# Need Help On AGM Batteries That Is Totally Dead, Please:



## stomper (Jul 17, 2010)

Hello everyone,

I have a great deal of problems with 2 of my AGM Batteries. By reading alot on the forum I decided to join and be a part of this great community and get some help on going into the right direction with my batteries - Any help is greatly appreciated, please.

Now, these AGM batteries has been bought a little over a year ago and kepted in storage for that long. - I'm coming close to 1 full day (24 hours) of charging one of them battery's and I've been using the *CTek 3300 Multi Charger* which was recommended by the manufacture because I called them up and asked for help that this particular charger to charge these AGM Batterys will rejunate these dead batteries of mine - According to the manufacture that these batteries don't go bad, even when it sits on the shelf for 3 years or more. I took his word and recommendations and bought the charger below. (see image below)









Now, I'm on my first day of trying these batteries and it's been about 20 hours now and it's still in this same state: (see image below)

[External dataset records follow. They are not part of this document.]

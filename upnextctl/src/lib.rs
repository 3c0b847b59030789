use std::path::PathBuf;
use std::sync::Arc;
use std::time::Duration;

use clap::{Args, Parser, Subcommand, ValueEnum};
use serde::Serialize;
use thiserror::Error;
use tracing::{info, warn};
use upnext_core::matcher::Matcher;
use upnext_core::media::SeededOffset;
use upnext_core::{
    load_programmes, load_upnext_config, scan_library, FilenameNormalizer, GuideClient,
    MediaFileRecord, Pipeline, PipelineReport, ProgramEntry, ProgramStatus, UpnextConfig,
};

pub type Result<T> = std::result::Result<T, AppError>;

#[derive(Debug, Error)]
pub enum AppError {
    #[error("config error: {0}")]
    Config(#[from] upnext_core::ConfigError),
    #[error("guide error: {0}")]
    Guide(#[from] upnext_core::GuideError),
    #[error("library error: {0}")]
    Library(#[from] upnext_core::LibraryError),
    #[error("pipeline error: {0}")]
    Pipeline(#[from] upnext_core::PipelineError),
    #[error("io error: {0}")]
    Io(#[from] std::io::Error),
    #[error("serialization error: {0}")]
    Serialize(#[from] serde_json::Error),
    #[error("no guide source configured (set guide.url, --guide-url or --guide-file)")]
    MissingGuide,
    #[error("{0} program(s) failed extraction")]
    BatchFailures(usize),
}

#[derive(Parser, Debug)]
#[command(author, version, about = "Matches guide listings to local media and cuts up-next clips", long_about = None)]
pub struct Cli {
    /// Path to upnext.toml
    #[arg(long, default_value = "configs/upnext.toml")]
    pub config: PathBuf,
    /// Overrides paths.media_dir
    #[arg(long)]
    pub media_dir: Option<PathBuf>,
    /// Overrides paths.output_dir
    #[arg(long)]
    pub output_dir: Option<PathBuf>,
    /// Overrides guide.url
    #[arg(long)]
    pub guide_url: Option<String>,
    /// Reads the guide from a local XMLTV file instead of fetching it
    #[arg(long, conflicts_with = "guide_url")]
    pub guide_file: Option<PathBuf>,
    /// Seeds clip start offsets for reproducible runs
    #[arg(long)]
    pub seed: Option<u64>,
    /// Output format
    #[arg(long, value_enum, default_value_t = OutputFormat::Text)]
    pub format: OutputFormat,
    #[command(subcommand)]
    pub command: Commands,
}

#[derive(Debug, Clone, Copy, ValueEnum)]
pub enum OutputFormat {
    Text,
    Json,
}

#[derive(Subcommand, Debug)]
pub enum Commands {
    /// Fetch the guide, scan the library and process one batch
    Run,
    /// Repeat `run` every schedule.scan_interval_seconds until interrupted
    Watch(WatchArgs),
    /// List media files with their normalized titles
    Scan,
    /// List guide entries
    Guide,
    /// Show the best library match for a title without extracting
    Match(MatchArgs),
}

#[derive(Args, Debug)]
pub struct WatchArgs {
    /// Overrides schedule.scan_interval_seconds
    #[arg(long)]
    pub interval_seconds: Option<u64>,
}

#[derive(Args, Debug)]
pub struct MatchArgs {
    /// Program title as listed in the guide
    pub title: String,
    /// Release year, appended to the query as in movie listings
    #[arg(long)]
    pub year: Option<String>,
}

pub fn run(cli: Cli) -> Result<()> {
    let context = AppContext::new(&cli)?;
    let runtime = tokio::runtime::Builder::new_multi_thread()
        .enable_all()
        .build()?;

    match &cli.command {
        Commands::Run => {
            let report = runtime.block_on(context.run_batch())?;
            render(&BatchView::from(&report), cli.format)?;
            if report.has_failures() {
                return Err(AppError::BatchFailures(
                    report.count(ProgramStatus::ExtractionFailed),
                ));
            }
        }
        Commands::Watch(args) => {
            let interval = Duration::from_secs(
                args.interval_seconds
                    .unwrap_or(context.config.schedule.scan_interval_seconds),
            );
            runtime.block_on(context.watch(interval, cli.format))?;
        }
        Commands::Scan => {
            let records = context.scan()?;
            render(&LibraryView { records }, cli.format)?;
        }
        Commands::Guide => {
            let programmes = runtime.block_on(context.programmes())?;
            render(&GuideView { programmes }, cli.format)?;
        }
        Commands::Match(args) => {
            let view = context.match_title(args)?;
            render(&view, cli.format)?;
        }
    }
    Ok(())
}

fn render<T>(value: &T, format: OutputFormat) -> Result<()>
where
    T: Serialize + DisplayFallback,
{
    match format {
        OutputFormat::Text => {
            println!("{}", value.display());
            Ok(())
        }
        OutputFormat::Json => {
            let json = serde_json::to_string_pretty(value)?;
            println!("{}", json);
            Ok(())
        }
    }
}

trait DisplayFallback {
    fn display(&self) -> String;
}

#[derive(Debug)]
struct AppContext {
    config: UpnextConfig,
    guide_file: Option<PathBuf>,
    seed: Option<u64>,
}

impl AppContext {
    fn new(cli: &Cli) -> Result<Self> {
        let mut config = load_upnext_config(&cli.config)?;
        apply_overrides(&mut config, cli);
        Ok(Self {
            config,
            guide_file: cli.guide_file.clone(),
            seed: cli.seed,
        })
    }

    fn normalizer(&self) -> Result<FilenameNormalizer> {
        Ok(FilenameNormalizer::new(&self.config.matching)?)
    }

    fn pipeline(&self) -> Pipeline {
        let pipeline = Pipeline::new(&self.config, None);
        match self.seed {
            Some(seed) => pipeline.with_offset_source(Arc::new(SeededOffset::new(seed))),
            None => pipeline,
        }
    }

    fn scan(&self) -> Result<Vec<MediaFileRecord>> {
        let normalizer = self.normalizer()?;
        Ok(scan_library(
            &self.config.paths.media_dir,
            &self.config.library,
            &normalizer,
        )?)
    }

    async fn programmes(&self) -> Result<Vec<ProgramEntry>> {
        let language = &self.config.guide.language;
        if let Some(path) = &self.guide_file {
            return Ok(load_programmes(path, language)?);
        }
        let url = self.config.guide.url.as_deref().ok_or(AppError::MissingGuide)?;
        let client = GuideClient::new(
            language.clone(),
            Duration::from_secs(self.config.guide.request_timeout_seconds),
        )?;
        Ok(client.fetch(url).await?)
    }

    async fn run_batch(&self) -> Result<PipelineReport> {
        let programmes = self.programmes().await?;
        let files = self.scan()?;
        Ok(self.pipeline().process_programs(&programmes, &files).await?)
    }

    async fn watch(&self, interval: Duration, format: OutputFormat) -> Result<()> {
        loop {
            let cycle = async {
                match self.run_batch().await {
                    Ok(report) => render(&BatchView::from(&report), format),
                    Err(error) => {
                        warn!(%error, "batch failed, retrying next cycle");
                        Ok(())
                    }
                }
            };
            tokio::select! {
                result = cycle => result?,
                _ = tokio::signal::ctrl_c() => {
                    info!("interrupted, stopping");
                    return Ok(());
                }
            }
            info!(seconds = interval.as_secs(), "waiting for next cycle");
            tokio::select! {
                _ = tokio::time::sleep(interval) => {}
                _ = tokio::signal::ctrl_c() => {
                    info!("interrupted, stopping");
                    return Ok(());
                }
            }
        }
    }

    fn match_title(&self, args: &MatchArgs) -> Result<MatchView> {
        let files = self.scan()?;
        let matcher = Matcher::new(self.config.matching.threshold);
        let query = Matcher::build_query(args.title.trim(), args.year.as_deref());
        let best = matcher.best_candidate(&query, &files).ok().flatten();
        let accepted = best
            .as_ref()
            .map(|best| best.score > matcher.threshold())
            .unwrap_or(false);
        Ok(MatchView {
            query,
            threshold: matcher.threshold(),
            path: best.as_ref().map(|best| best.path.clone()),
            score: best.map(|best| best.score),
            accepted,
        })
    }
}

fn apply_overrides(config: &mut UpnextConfig, cli: &Cli) {
    if let Some(dir) = &cli.media_dir {
        config.paths.media_dir = dir.clone();
    }
    if let Some(dir) = &cli.output_dir {
        config.paths.output_dir = dir.clone();
    }
    if let Some(url) = &cli.guide_url {
        config.guide.url = Some(url.clone());
    }
}

#[derive(Debug, Serialize)]
pub struct BatchView {
    pub rows: Vec<BatchRow>,
    pub processed: usize,
    pub skipped: usize,
    pub no_match: usize,
    pub failed: usize,
}

#[derive(Debug, Serialize)]
pub struct BatchRow {
    pub title: String,
    pub status: ProgramStatus,
    pub source: Option<PathBuf>,
    pub score: Option<f64>,
    pub output: Option<PathBuf>,
    pub start_offset: Option<f64>,
    pub error: Option<String>,
}

impl From<&PipelineReport> for BatchView {
    fn from(report: &PipelineReport) -> Self {
        let rows = report
            .outcomes
            .iter()
            .map(|outcome| BatchRow {
                title: outcome.title.clone(),
                status: outcome.status,
                source: outcome.matched.as_ref().map(|m| m.path.clone()),
                score: outcome.matched.as_ref().map(|m| m.score),
                output: outcome.clip.as_ref().map(|c| c.output_path.clone()),
                start_offset: outcome.clip.as_ref().map(|c| c.start_offset),
                error: outcome.error.clone(),
            })
            .collect();
        Self {
            rows,
            processed: report.count(ProgramStatus::Processed),
            skipped: report.count(ProgramStatus::SkippedAlreadyDone),
            no_match: report.count(ProgramStatus::NoMatch),
            failed: report.count(ProgramStatus::ExtractionFailed),
        }
    }
}

impl DisplayFallback for BatchView {
    fn display(&self) -> String {
        let mut lines = Vec::new();
        for row in &self.rows {
            let mut line = format!("[{}] {}", row.status, row.title);
            if let (Some(source), Some(score)) = (&row.source, row.score) {
                line.push_str(&format!(" <- {} ({score:.1})", source.display()));
            }
            if let (Some(output), Some(start)) = (&row.output, row.start_offset) {
                line.push_str(&format!(" -> {} @ {start:.2}s", output.display()));
            }
            if let Some(error) = &row.error {
                line.push_str(&format!(" error: {error}"));
            }
            lines.push(line);
        }
        lines.push(format!(
            "processed={} skipped={} no_match={} failed={}",
            self.processed, self.skipped, self.no_match, self.failed
        ));
        lines.join("\n")
    }
}

#[derive(Debug, Serialize)]
pub struct LibraryView {
    pub records: Vec<MediaFileRecord>,
}

impl DisplayFallback for LibraryView {
    fn display(&self) -> String {
        if self.records.is_empty() {
            return "No media files found".to_string();
        }
        self.records
            .iter()
            .map(|record| {
                format!(
                    "{} | {}",
                    record.normalized_title,
                    record.absolute_path.display()
                )
            })
            .collect::<Vec<_>>()
            .join("\n")
    }
}

#[derive(Debug, Serialize)]
pub struct GuideView {
    pub programmes: Vec<ProgramEntry>,
}

impl DisplayFallback for GuideView {
    fn display(&self) -> String {
        if self.programmes.is_empty() {
            return "Guide is empty".to_string();
        }
        self.programmes
            .iter()
            .map(|entry| {
                format!(
                    "{} | category={} | year={}",
                    entry.title, entry.category, entry.release_year
                )
            })
            .collect::<Vec<_>>()
            .join("\n")
    }
}

#[derive(Debug, Serialize)]
pub struct MatchView {
    pub query: String,
    pub threshold: f64,
    pub path: Option<PathBuf>,
    pub score: Option<f64>,
    pub accepted: bool,
}

impl DisplayFallback for MatchView {
    fn display(&self) -> String {
        match (&self.path, self.score) {
            (Some(path), Some(score)) => format!(
                "{} -> {} (score {score:.1}, threshold {:.1}, {})",
                self.query,
                path.display(),
                self.threshold,
                if self.accepted { "accepted" } else { "rejected" }
            ),
            _ => format!("{} -> no candidates", self.query),
        }
    }
}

The instructions on this charger says that it may take up to 23/26 hours up to 3 days for these batteries to charged fully. I just feel worried that it may not charge. Before I put the charger on yesterday it read at only .03 Volts and now it's reading 1.19 Volts. - Does this sound right for the time being on the charger for 20 hours?

I probably need some kind of validation so that I know that I'm going into the right direction with these batteries. - Man, these batteries has got to charge. Due to the economy, I don't have money to spend money on battery's that I haven't used YET when I bought it. I kick myself in the ass for not doing this any time sooner. 

Any suggestions and help is greatly appreciated.

Thanks for reading.

Regards,

stomper


----------



## EVfun (Mar 14, 2010)

"He's dead, Jim."

If you have a lead acid battery reading anywhere near zero volts it is dead. If you can get it to take a charge it will have a significantly reduced capacity, often with a rapid self discharge rate and increased internal resistance too.


----------



## stomper (Jul 17, 2010)

Thank you so much EV! 

Shoot!! - Amazing how these batteries just go dead like that after only one year of being on the shelf. I'm so disappointed.  - manufacturer said that it could revive it with the battery charger I just bought ($ 60.00). My high hopes just faded away. .damn!..  - another $ 200 down the drain.. 

Thanks again, EV! 

Best regards,

stomper


----------



## Duxuk (Jul 11, 2009)

Just for clarification, did you charge the batteries when you got them, or is this the first time you've charged?

My Ctek takes about 8 hours to charge up a 110Ah lead acid from, say, 30%DOD. This is a long way from your experience I would think that EVfun is probably right, sadly.

I'd try the other settings though. The motorcycle setting should limit the ampage of the charge, whilst the normal setting will give you a higher ampage. Another thing which I have heard previously is to dump a large current in to a flat battery using a "traditional" non intelligent car battery charger. You would watch the voltage and see if anything happens. 

It wouldn't normally be good advice to deliberately abuse a battery, but lets face it, you've nothing to lose!

Best of luck, Andrew.


----------



## ewdysar (Jun 15, 2010)

stomper said:


> Thank you so much EV!
> 
> Shoot!! - Amazing how these batteries just go dead like that after only one year of being on the shelf. I'm so disappointed.  - manufacturer said that it could revive it with the battery charger I just bought ($ 60.00). My high hopes just faded away. .damn!..  - another $ 200 down the drain..
> 
> ...


Lead acid batteries are not like the AA cells rolling around in the deli drawer of your refrigerator (you do keep your batteries in the fridge, don't you), they don't have a really long shelf life.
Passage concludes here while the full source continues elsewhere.